Saved data entries
━━━━━━━━━━━━━━━━━━━━

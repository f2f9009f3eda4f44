// Fuzzy matching utilities for stage name suggestions

/// Calculate Levenshtein distance between two strings
/// Returns the minimum number of single-character edits (insertions,
/// deletions, substitutions) needed to transform one string into another
pub fn levenshtein_distance(s1: &str, s2: &str) -> usize {
    let s1_chars: Vec<char> = s1.chars().collect();
    let s2_chars: Vec<char> = s2.chars().collect();
    let s1_len = s1_chars.len();
    let s2_len = s2_chars.len();

    if s1_len == 0 {
        return s2_len;
    }
    if s2_len == 0 {
        return s1_len;
    }

    let mut matrix = vec![vec![0; s2_len + 1]; s1_len + 1];

    for (i, row) in matrix.iter_mut().enumerate() {
        row[0] = i;
    }
    for j in 0..=s2_len {
        matrix[0][j] = j;
    }

    for i in 1..=s1_len {
        for j in 1..=s2_len {
            let cost = if s1_chars[i - 1] == s2_chars[j - 1] { 0 } else { 1 };

            matrix[i][j] = (matrix[i - 1][j] + 1)
                .min(matrix[i][j - 1] + 1)
                .min(matrix[i - 1][j - 1] + cost);
        }
    }

    matrix[s1_len][s2_len]
}

/// Find the closest candidate within the given edit distance, if any
pub fn closest_match<'a>(
    input: &str,
    candidates: &[&'a str],
    max_distance: usize,
) -> Option<&'a str> {
    let input_lower = input.to_lowercase();
    candidates
        .iter()
        .map(|c| (*c, levenshtein_distance(&input_lower, &c.to_lowercase())))
        .filter(|(_, d)| *d <= max_distance)
        .min_by_key(|(_, d)| *d)
        .map(|(c, _)| c)
}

━━━━━━━━━━━━━━━━━━━━

__AIM OF THE EXERCISE__
Please retype all of the records, keeping each line exactly as it is.

__RESPONSE AREA__
repository f2f9009f3eda4f44
// Fuzzy matching utilities for stage name suggestions

/// Calculate Levenshtein distance between two strings
/// Returns the minimum number of single-character edits (insertions,
/// deletions, substitutions) needed to transform one string into another
pub fn levenshtein_distance(s1: &str, s2: &str) -> usize {
    let s1_chars: Vec<char> = s1.chars().collect();
    let s2_chars: Vec<char> = s2.chars().collect();
    let s1_len = s1_chars.len();
    let s2_len = s2_chars.len();

    if s1_len == 0 {
        return s2_len;
    }
    if s2_len == 0 {
        return s1_len;
    }

    let mut matrix = vec![vec![0; s2_len + 1]; s1_len + 1];

    for (i, row) in matrix.iter_mut().enumerate() {
        row[0] = i;
    }
    for j in 0..=s2_len {
        matrix[0][j] = j;
    }

    for i in 1..=s1_len {
        for j in 1..=s2_len {
            let cost = if s1_chars[i - 1] == s2_chars[j - 1] { 0 } else { 1 };

            matrix[i][j] = (matrix[i - 1][j] + 1)
                .min(matrix[i][j - 1] + 1)
                .min(matrix[i - 1][j - 1] + cost);
        }
    }

    matrix[s1_len][s2_len]
}

/// Find the closest candidate within the given edit distance, if any
pub fn closest_match<'a>(
    input: &str,
    candidates: &[&'a str],
    max_distance: usize,
) -> Option<&'a str> {
    let input_lower = input.to_lowercase();
    candidates
        .iter()
        .map(|c| (*c, levenshtein_distance(&input_lower, &c.to_lowercase())))
        .filter(|(_, d)| *d <= max_distance)
        .min_by_key(|(_, d)| *d)
        .map(|(c, _)| c)
}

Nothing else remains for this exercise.